Savinov stresses the importance of context caching—reusing parts of the context across multiple queries to reduce both latency and cost. Especially in applications like “chat with your documents,” developers should ensure that new questions are appended after the context, allowing the model to intelligently cache and process only the new input. This alone, Savinov says, can reduce input token costs by up to a factor of four.

Other practical recommendations for developers include:

Combine long context with RAG when datasets exceed a few million tokens.
Avoid irrelevant or overly repetitive distractors to maximize retrieval quality.
When updating or qualifying knowledge in-context, explicitly tell the model to rely on the supplied information (“based on the information above…”) rather than defaulting to in-weight memory.
Weigh the tradeoffs between fine-tuning and in-context learning; fine-tuning can make inference cheaper and faster but is less flexible and harder to update.

The Next Three Years: Towards Automatic, Superhuman Recall

Looking ahead, Savinov forecasts “the quality of the current 1 or 2 million contexts is going to increase dramatically,” achieving near-perfect retrieval and opening “totally incredible applications… Like, the ability to process information and connect the dots, it will increase dramatically.” When the cost per token drops—with engineering and hardware advances catching up—windows of 10 million tokens will unlock effortless navigation and manipulation of truly large codebases.

The implications for software development are profound. As Savinov puts it: “The way humans are coding, well, you need to hold in memory as much as possible to be effective as a coder… LLMs are going to circumvent this problem completely.” Cutting-edge AI s could hold an entire codebase—spanning tens of millions of tokens—in memory at once, discovering subtle connections and performing tasks at a speed and scale unimaginable for human engineers.

Infrastructure Remains a Bottleneck

Improvements in underlying hardware and inference engineering remain critical. “Just having the chips is not enough. You also need very talented inference engineers,” Savinov asserts, crediting the DeepMind inference team with making the leap to million-token contexts possible for customers.

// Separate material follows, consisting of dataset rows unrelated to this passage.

//! Token issuance, verification, and rotation.
//!
//! Access and refresh tokens are signed with distinct secrets and carry
//! independently configured expiries. Refresh only ever mints a new access
//! token; the refresh token itself is never rotated.

use chrono::Utc;
use jsonwebtoken::{decode, encode, Algorithm, DecodingKey, EncodingKey, Header, Validation};
use std::sync::Arc;
use tracing::warn;

use super::error::AuthError;
use super::models::{AccessClaims, RefreshClaims, TokenPair, User};
use crate::common::config::AuthConfig;
use crate::common::helpers::safe_token_log;
use crate::repository::AuthRepository;

/// Issues and verifies the access/refresh token pair.
///
/// Pure over configuration plus claims: no locks, no I/O, except
/// [`TokenService::rotate_access`] which consults the credential store to
/// recover the email claim.
#[derive(Clone)]
pub struct TokenService {
    config: Arc<AuthConfig>,
}

impl TokenService {
    pub fn new(config: Arc<AuthConfig>) -> Self {
        TokenService { config }
    }

    fn access_secret(&self) -> Result<&[u8], AuthError> {
        if self.config.access_secret.is_empty() {
            return Err(AuthError::Configuration(
                "access token secret is not set".to_string(),
            ));
        }
        Ok(self.config.access_secret.as_bytes())
    }

    fn refresh_secret(&self) -> Result<&[u8], AuthError> {
        if self.config.refresh_secret.is_empty() {
            return Err(AuthError::Configuration(
                "refresh token secret is not set".to_string(),
            ));
        }
        Ok(self.config.refresh_secret.as_bytes())
    }

    /// Sign an access token for a user id/email.
    pub fn issue_access(&self, user_id: &str, email: &str) -> Result<String, AuthError> {
        let secret = self.access_secret()?;
        let now = Utc::now().timestamp();
        let claims = AccessClaims {
            sub: user_id.to_string(),
            email: email.to_string(),
            iat: now,
            exp: now + self.config.access_expiry_secs,
        };
        encode(
            &Header::new(Algorithm::HS256),
            &claims,
            &EncodingKey::from_secret(secret),
        )
        .map_err(|e| AuthError::Configuration(format!("jwt encode: {}", e)))
    }

    /// Sign a refresh token. Carries only the user id.
    pub fn issue_refresh(&self, user_id: &str) -> Result<String, AuthError> {
        let secret = self.refresh_secret()?;
        let now = Utc::now().timestamp();
        let claims = RefreshClaims {
            sub: user_id.to_string(),
            iat: now,
            exp: now + self.config.refresh_expiry_secs,
        };
        encode(
            &Header::new(Algorithm::HS256),
            &claims,
            &EncodingKey::from_secret(secret),
        )
        .map_err(|e| AuthError::Configuration(format!("jwt encode: {}", e)))
    }

    /// Sign both tokens for a user.
    pub fn issue(&self, user: &User) -> Result<TokenPair, AuthError> {
        Ok(TokenPair {
            access_token: self.issue_access(&user.id, &user.email)?,
            refresh_token: self.issue_refresh(&user.id)?,
        })
    }

    /// Verify an access token. Signature mismatch, malformed payload, and
    /// expiry all collapse to `InvalidToken`.
    pub fn verify_access(&self, token: &str) -> Result<AccessClaims, AuthError> {
        let secret = self.access_secret()?;
        let mut validation = Validation::new(Algorithm::HS256);
        validation.leeway = 0;
        decode::<AccessClaims>(token, &DecodingKey::from_secret(secret), &validation)
            .map(|data| data.claims)
            .map_err(|e| {
                warn!(error = %e, token = %safe_token_log(token), "access token validation failed");
                AuthError::InvalidToken
            })
    }

    /// Verify a refresh token.
    pub fn verify_refresh(&self, token: &str) -> Result<RefreshClaims, AuthError> {
        let secret = self.refresh_secret()?;
        let mut validation = Validation::new(Algorithm::HS256);
        validation.leeway = 0;
        decode::<RefreshClaims>(token, &DecodingKey::from_secret(secret), &validation)
            .map(|data| data.claims)
            .map_err(|e| {
                warn!(error = %e, token = %safe_token_log(token), "refresh token validation failed");
                AuthError::InvalidToken
            })
    }

    /// Verify a refresh token and mint a fresh access token for its user.
    ///
    /// Refresh claims carry no email, so the user record is re-fetched from
    /// the store; a since-deleted user fails with `NotFound`.
    pub async fn rotate_access(
        &self,
        refresh_token: &str,
        repo: &dyn AuthRepository,
    ) -> Result<String, AuthError> {
        let claims = self.verify_refresh(refresh_token)?;
        let user = repo
            .get_by_id(&claims.sub)
            .await?
            .ok_or_else(|| AuthError::NotFound("user not found".to_string()))?;
        self.issue_access(&user.id, &user.email)
    }
}
//! Authentication data models

use serde::{Deserialize, Serialize};
use sqlx::FromRow;

/// User database model
///
/// The password hash is never serialized, so handlers can return the record
/// directly without leaking the credential.
#[derive(FromRow, Serialize, Deserialize, Debug, Clone)]
pub struct User {
    pub id: String,
    pub email: String,
    #[serde(skip_serializing, default)]
    pub password: Option<String>,
    pub first: Option<String>,
    pub last: Option<String>,
    pub provider: Option<String>,
    pub provider_id: Option<String>,
    pub avatar: Option<String>,
    pub last_login: Option<String>,
    pub created_at: Option<String>,
}

/// Access token claims: user id and email, short-lived.
#[derive(Serialize, Deserialize, Debug, Clone)]
pub struct AccessClaims {
    pub sub: String,
    pub email: String,
    pub iat: i64,
    pub exp: i64,
}

/// Refresh token claims: user id only, longer-lived.
///
/// Deliberately carries no email; rotation re-fetches it from the store.
#[derive(Serialize, Deserialize, Debug, Clone)]
pub struct RefreshClaims {
    pub sub: String,
    pub iat: i64,
    pub exp: i64,
}

/// An issued access/refresh token pair.
#[derive(Debug, Clone)]
pub struct TokenPair {
    pub access_token: String,
    pub refresh_token: String,
}

/// POST /api/auth/login body
#[derive(Deserialize, Debug)]
pub struct LoginRequest {
    pub email: Option<String>,
    pub password: Option<String>,
}

/// POST /api/auth/register body
#[derive(Deserialize, Debug)]
pub struct RegisterRequest {
    pub email: Option<String>,
    pub password: Option<String>,
    pub first: Option<String>,
    pub last: Option<String>,
}

/// Query parameters accepted when starting an OAuth flow
#[derive(Deserialize, Debug, Default)]
pub struct OAuthStartQuery {
    #[serde(rename = "returnTo")]
    pub return_to: Option<String>,
}

/// Query parameters delivered by the provider callback
#[derive(Deserialize, Debug, Default)]
pub struct OAuthCallbackQuery {
    pub code: Option<String>,
    pub state: Option<String>,
    pub error: Option<String>,
}
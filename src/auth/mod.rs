//! # Auth Module
//!
//! This module handles all authentication-related functionality including:
//! - Access/refresh token issuance, verification, and rotation
//! - Cookie binding for the token pair
//! - Request extractors for protected routes (strict, hydrating, optional)
//! - OAuth provider bridge (Google, Microsoft, LinkedIn)

pub mod cookies;
pub mod error;
pub mod extractors;
pub mod handlers;
pub mod models;
pub mod providers;
pub mod routes;
pub mod session;
pub mod tokens;


pub use error::AuthError;
pub use extractors::{AuthedUser, CurrentUser, MaybeUser};
pub use models::{TokenPair, User};
pub use routes::auth_routes;
pub use tokens::TokenService;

Agents as Context Managers

Ultimately, the tedium of supplying context—manually uploading files or paraphrasing information—will vanish. Savinov sees intelligent agent systems as both heavy consumers and suppliers of long context. They will not only require persistent memory to interact meaningfully over time, but will, via tool use, fetch, filter, and assemble relevant context dynamically, freeing users from the need to “bring all the context in by hand.”

—

As Google pushes its Gemini models to new frontiers in long context, the boundaries between memory, retrieval, reasoning, and interaction continue to blur. While the roadblocks are significant—from compute constraints to evaluation metrics to safe deployment—each milestone in long context AI models opens up new technical possibilities, with profound implications for knowledge work, software development, and the eventual vision of autonomous AI agents.